**Exercise directions**
Take the records below and retype them line by line, from the first line through the one containing "pub fn canonical_json(value: &Value)"; stop there.

------------------------------

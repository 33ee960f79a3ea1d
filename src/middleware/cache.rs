//! Response cache.
//!
//! Backed by a bounded LRU store with TTL expiry. Keys are
//! `(method, canonical(payload))`; a hit short-circuits the chain and
//! replays the recorded items under the new call id.

use super::{from_fn, Middleware};
use crate::message::ResponseItem;
use crate::streaming;
use lru::LruCache;
use serde_json::Value;
use std::num::NonZeroUsize;
use std::sync::atomic::{AtomicU64, Ordering};
use std::sync::{Arc, Mutex, PoisonError};
use std::time::{Duration, Instant};

type ShouldCache = Arc<dyn Fn(&[ResponseItem]) -> bool + Send + Sync>;

#[derive(Clone)]
pub struct CacheConfig {
    pub capacity: NonZeroUsize,
    pub ttl: Duration,
    /// Decides whether a collected response is stored. Default: every item
    /// succeeded.
    pub should_cache: Option<ShouldCache>,
    /// Emit hit/miss stats every this many lookups.
    pub stats_interval: u64,
}

impl Default for CacheConfig {
    fn default() -> Self {
        Self {
            capacity: NonZeroUsize::new(256).expect("nonzero"),
            ttl: Duration::from_secs(60),
            should_cache: None,
            stats_interval: 1000,
        }
    }
}

impl CacheConfig {
    pub fn new(capacity: usize, ttl: Duration) -> Self {
        Self {
            capacity: NonZeroUsize::new(capacity.max(1)).expect("nonzero"),
            ttl,
            ..Self::default()
        }
    }

    pub fn with_should_cache<F>(mut self, f: F) -> Self
    where
        F: Fn(&[ResponseItem]) -> bool + Send + Sync + 'static,
    {
        self.should_cache = Some(Arc::new(f));
        self
    }
}

struct CacheEntry {
    items: Vec<ResponseItem>,
    stored_at: Instant,
}

/// Canonical JSON rendering: object keys sorted recursively, so equal
/// payloads hash to equal cache keys regardless of construction order.
pub fn canonical_json(value: &Value) -> String {
    fn canonicalize(value: &Value) -> Value {
        match value {
            Value::Object(map) => {
                let mut keys: Vec<_> = map.keys().collect();
                keys.sort();
                let mut out = serde_json::Map::new();
                for key in keys {
                    out.insert(key.clone(), canonicalize(&map[key]));
                }
                Value::Object(out)
            }
            Value::Array(items) => Value::Array(items.iter().map(canonicalize).collect()),
            other => other.clone(),
        }
    }
    canonicalize(value).to_string()
}

/// Short-circuit repeated calls with recorded responses.
pub fn cache_middleware(config: CacheConfig) -> Middleware {
    let store: Arc<Mutex<LruCache<String, CacheEntry>>> =
        Arc::new(Mutex::new(LruCache::new(config.capacity)));
    let hits = Arc::new(AtomicU64::new(0));
    let misses = Arc::new(AtomicU64::new(0));

    from_fn(move |ctx, next| {
        let config = config.clone();
        let store = store.clone();
        let hits = hits.clone();
        let misses = misses.clone();
        async move {
            let key = format!(
                "{}:{}",
                ctx.envelope.method.key(),
                canonical_json(&ctx.envelope.payload)
            );
            let call_id = ctx.envelope.id.clone();

            let cached = {
                let mut store = store.lock().unwrap_or_else(PoisonError::into_inner);
                match store.get(&key) {
                    Some(entry) if entry.stored_at.elapsed() <= config.ttl => {
                        Some(entry.items.clone())
                    }
                    Some(_) => {
                        store.pop(&key);
                        None
                    }
                    None => None,
                }
            };

            let lookups = hits.load(Ordering::Relaxed) + misses.load(Ordering::Relaxed) + 1;
            if config.stats_interval > 0 && lookups % config.stats_interval == 0 {
                tracing::debug!(
                    hits = hits.load(Ordering::Relaxed),
                    misses = misses.load(Ordering::Relaxed),
                    "response cache stats"
                );
            }

            if let Some(items) = cached {
                hits.fetch_add(1, Ordering::Relaxed);
                // Replayed items must echo the current call's id.
                let items = items
                    .into_iter()
                    .map(|mut item| {
                        item.id = call_id.clone();
                        item
                    })
                    .collect();
                return streaming::from_items(items);
            }

            misses.fetch_add(1, Ordering::Relaxed);
            let items = streaming::collect(next(ctx).await).await;

            let storable = match &config.should_cache {
                Some(predicate) => predicate(&items),
                None => !items.is_empty() && items.iter().all(ResponseItem::is_success),
            };
            if storable {
                let mut store = store.lock().unwrap_or_else(PoisonError::into_inner);
                store.put(
                    key,
                    CacheEntry {
                        items: items.clone(),
                        stored_at: Instant::now(),
                    },
                );
            }

            streaming::from_items(items)
        }
    })
}
//! RPC client.
//!
//! Owns a transport and a middleware chain, and threads a hierarchical
//! context into every call's metadata. `with_context` derives child clients
//! that share the middleware array, schema map and transport by reference.

use crate::cancel::CancellationSignal;
use crate::error::{RpcError, RpcResult};
use crate::message::{deep_merge, merge_metadata, Envelope, Metadata, Method, ResponseItem};
use crate::middleware::{compose, CallContext, Middleware, Runner};
use crate::streaming::ItemStream;
use crate::transport::Transport;
use crate::validation::Validator;
use futures::{Stream, StreamExt};
use serde_json::Value;
use std::collections::HashMap;
use std::pin::Pin;
use std::sync::{Arc, PoisonError, RwLock};

/// Validators registered for one method.
#[derive(Clone)]
pub struct MethodSchemas {
    pub input: Arc<dyn Validator>,
    pub output: Arc<dyn Validator>,
}

/// Per-chain schema store consulted by the validation middleware.
#[derive(Default)]
pub struct SchemaMap {
    entries: RwLock<HashMap<String, MethodSchemas>>,
}

impl SchemaMap {
    pub fn new() -> Self {
        Self::default()
    }

    pub fn insert(&self, method: &Method, schemas: MethodSchemas) {
        self.entries
            .write()
            .unwrap_or_else(PoisonError::into_inner)
            .insert(method.key(), schemas);
    }

    pub fn get(&self, method: &Method) -> Option<MethodSchemas> {
        self.entries
            .read()
            .unwrap_or_else(PoisonError::into_inner)
            .get(&method.key())
            .cloned()
    }
}

/// Per-call options.
#[derive(Clone, Default)]
pub struct CallOptions {
    /// Raw metadata; highest merge priority.
    pub metadata: Metadata,
    /// Per-call context, merged above the client hierarchy.
    pub context: Value,
    pub cancel: Option<Arc<CancellationSignal>>,
}

impl CallOptions {
    pub fn new() -> Self {
        Self {
            context: Value::Null,
            ..Self::default()
        }
    }

    pub fn with_metadata(mut self, metadata: Metadata) -> Self {
        self.metadata = metadata;
        self
    }

    pub fn with_context(mut self, context: Value) -> Self {
        self.context = context;
        self
    }

    pub fn with_cancel(mut self, cancel: Arc<CancellationSignal>) -> Self {
        self.cancel = Some(cancel);
        self
    }
}

struct ClientInner {
    transport: Arc<dyn Transport>,
    middleware: Arc<Vec<Middleware>>,
    default_metadata: Metadata,
    throw_on_error: bool,
    context: Value,
    parent: Option<Client>,
    schemas: Arc<SchemaMap>,
}

#[derive(Clone)]
pub struct Client {
    inner: Arc<ClientInner>,
}

pub struct ClientBuilder {
    transport: Option<Arc<dyn Transport>>,
    middleware: Vec<Middleware>,
    default_metadata: Metadata,
    throw_on_error: bool,
    context: Value,
    schemas: Option<Arc<SchemaMap>>,
}

impl Default for ClientBuilder {
    fn default() -> Self {
        Self {
            transport: None,
            middleware: Vec::new(),
            default_metadata: Metadata::new(),
            throw_on_error: true,
            context: Value::Null,
            schemas: None,
        }
    }
}

impl ClientBuilder {
    pub fn transport(mut self, transport: Arc<dyn Transport>) -> Self {
        self.transport = Some(transport);
        self
    }

    /// Middleware execute in registration order, first is outermost.
    pub fn middleware(mut self, middleware: Middleware) -> Self {
        self.middleware.push(middleware);
        self
    }

    pub fn default_metadata(mut self, metadata: Metadata) -> Self {
        self.default_metadata = metadata;
        self
    }

    pub fn throw_on_error(mut self, throw_on_error: bool) -> Self {
        self.throw_on_error = throw_on_error;
        self
    }

    pub fn context(mut self, context: Value) -> Self {
        self.context = context;
        self
    }

    /// Share an externally-created schema map, so a validation middleware
    /// built before the client can consult the same store.
    pub fn schemas(mut self, schemas: Arc<SchemaMap>) -> Self {
        self.schemas = Some(schemas);
        self
    }

    pub fn build(self) -> RpcResult<Client> {
        let transport = self
            .transport
            .ok_or_else(|| RpcError::validation("client requires a transport"))?;
        Ok(Client {
            inner: Arc::new(ClientInner {
                transport,
                middleware: Arc::new(self.middleware),
                default_metadata: self.default_metadata,
                throw_on_error: self.throw_on_error,
                context: self.context,
                parent: None,
                schemas: self.schemas.unwrap_or_else(|| Arc::new(SchemaMap::new())),
            }),
        })
    }
}

impl Client {
    pub fn builder() -> ClientBuilder {
        ClientBuilder::default()
    }

    /// Derive a child client with extra context. The middleware array,
    /// schema map and transport are shared by reference.
    pub fn with_context(&self, context: Value) -> Client {
        Client {
            inner: Arc::new(ClientInner {
                transport: self.inner.transport.clone(),
                middleware: self.inner.middleware.clone(),
                default_metadata: Metadata::new(),
                throw_on_error: self.inner.throw_on_error,
                context,
                parent: Some(self.clone()),
                schemas: self.inner.schemas.clone(),
            }),
        }
    }

    /// Register validators consulted by the validation middleware. The map
    /// is shared across the whole `with_context` chain.
    pub fn schema(
        &self,
        method: &Method,
        input: Arc<dyn Validator>,
        output: Arc<dyn Validator>,
    ) {
        self.inner.schemas.insert(method, MethodSchemas { input, output });
    }

    pub fn schemas(&self) -> Arc<SchemaMap> {
        self.inner.schemas.clone()
    }

    /// Effective context: ancestors root-first, then this client, then the
    /// per-call context. Objects merge deep; `null` entries are skipped.
    fn effective_context(&self, call_context: &Value) -> Value {
        let mut chain: Vec<&ClientInner> = Vec::new();
        let mut cursor = Some(self);
        while let Some(client) = cursor {
            chain.push(client.inner.as_ref());
            cursor = client.inner.parent.as_ref();
        }

        let mut merged = Value::Object(serde_json::Map::new());
        for inner in chain.iter().rev() {
            deep_merge(&mut merged, &inner.context);
        }
        deep_merge(&mut merged, call_context);
        merged
    }

    fn build_envelope(&self, method: Method, payload: Value, options: &CallOptions) -> Envelope {
        // Default metadata, ancestors root-first.
        let mut metadata = Metadata::new();
        let mut chain: Vec<&ClientInner> = Vec::new();
        let mut cursor = Some(self);
        while let Some(client) = cursor {
            chain.push(client.inner.as_ref());
            cursor = client.inner.parent.as_ref();
        }
        for inner in chain.iter().rev() {
            merge_metadata(&mut metadata, &inner.default_metadata);
        }

        // Merged context flows into the metadata, per-call metadata wins.
        if let Value::Object(context) = self.effective_context(&options.context) {
            merge_metadata(&mut metadata, &context);
        }
        merge_metadata(&mut metadata, &options.metadata);

        let mut envelope = Envelope::new(method, payload).with_metadata(metadata);
        envelope.cancel = options.cancel.clone();
        envelope
    }

    /// Run the composed middleware chain down to the transport.
    async fn run(&self, envelope: Envelope) -> ItemStream {
        let transport = self.inner.transport.clone();
        let terminal: Runner = Arc::new(move |ctx: CallContext| {
            let transport = transport.clone();
            Box::pin(async move { transport.send(ctx.envelope).await })
        });
        let chain = compose(&self.inner.middleware, terminal);
        chain(CallContext::new(envelope)).await
    }

    /// Unary call: first item of the response sequence. Error items surface
    /// as typed errors carrying code, message, retryable and the response id.
    pub async fn call(
        &self,
        method: Method,
        payload: Value,
        options: CallOptions,
    ) -> RpcResult<Value> {
        self.call_item(method, payload, options).await.into_result()
    }

    /// Unary call surfacing the raw first response item (for callers that
    /// opted out of `throw_on_error` semantics).
    pub async fn call_item(
        &self,
        method: Method,
        payload: Value,
        options: CallOptions,
    ) -> ResponseItem {
        let envelope = self.build_envelope(method, payload, &options);
        let id = envelope.id.clone();
        let mut stream = self.run(envelope).await;
        match stream.next().await {
            Some(item) => item,
            None => ResponseItem::error(
                id,
                RpcError::execution("transport yielded no response"),
            ),
        }
    }

    /// Streaming call yielding one payload per response item. With
    /// `throw_on_error` the first error item terminates the stream; without
    /// it, error items are yielded as `Err` and the stream continues.
    pub async fn stream(
        &self,
        method: Method,
        payload: Value,
        options: CallOptions,
    ) -> Pin<Box<dyn Stream<Item = RpcResult<Value>> + Send>> {
        let envelope = self.build_envelope(method, payload, &options);
        let items = self.run(envelope).await;
        let stop_on_error = self.inner.throw_on_error;

        Box::pin(futures::stream::unfold(
            (items, false),
            move |(mut items, stopped)| async move {
                if stopped {
                    return None;
                }
                let item = items.next().await?;
                match item.into_result() {
                    Ok(payload) => Some((Ok(payload), (items, false))),
                    Err(error) => Some((Err(error), (items, stop_on_error))),
                }
            },
        ))
    }

    /// Close the owned transport.
    pub async fn close(&self) -> RpcResult<()> {
        self.inner.transport.close().await
    }

    pub fn transport(&self) -> Arc<dyn Transport> {
        self.inner.transport.clone()
    }
}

------------------------------

**Output of the exercise**
repository 33ee960f79a3ea1d
filename src/middleware/cache.rs
//! Response cache.
//!
//! Backed by a bounded LRU store with TTL expiry. Keys are
//! `(method, canonical(payload))`; a hit short-circuits the chain and
//! replays the recorded items under the new call id.

use super::{from_fn, Middleware};
use crate::message::ResponseItem;
use crate::streaming;
use lru::LruCache;
use serde_json::Value;
use std::num::NonZeroUsize;
use std::sync::atomic::{AtomicU64, Ordering};
use std::sync::{Arc, Mutex, PoisonError};
use std::time::{Duration, Instant};

type ShouldCache = Arc<dyn Fn(&[ResponseItem]) -> bool + Send + Sync>;

#[derive(Clone)]
pub struct CacheConfig {
    pub capacity: NonZeroUsize,
    pub ttl: Duration,
    /// Decides whether a collected response is stored. Default: every item
    /// succeeded.
    pub should_cache: Option<ShouldCache>,
    /// Emit hit/miss stats every this many lookups.
    pub stats_interval: u64,
}

impl Default for CacheConfig {
    fn default() -> Self {
        Self {
            capacity: NonZeroUsize::new(256).expect("nonzero"),
            ttl: Duration::from_secs(60),
            should_cache: None,
            stats_interval: 1000,
        }
    }
}

impl CacheConfig {
    pub fn new(capacity: usize, ttl: Duration) -> Self {
        Self {
            capacity: NonZeroUsize::new(capacity.max(1)).expect("nonzero"),
            ttl,
            ..Self::default()
        }
    }

    pub fn with_should_cache<F>(mut self, f: F) -> Self
    where
        F: Fn(&[ResponseItem]) -> bool + Send + Sync + 'static,
    {
        self.should_cache = Some(Arc::new(f));
        self
    }
}

struct CacheEntry {
    items: Vec<ResponseItem>,
    stored_at: Instant,
}

/// Canonical JSON rendering: object keys sorted recursively, so equal
/// payloads hash to equal cache keys regardless of construction order.
pub fn canonical_json(value: &Value) -> String {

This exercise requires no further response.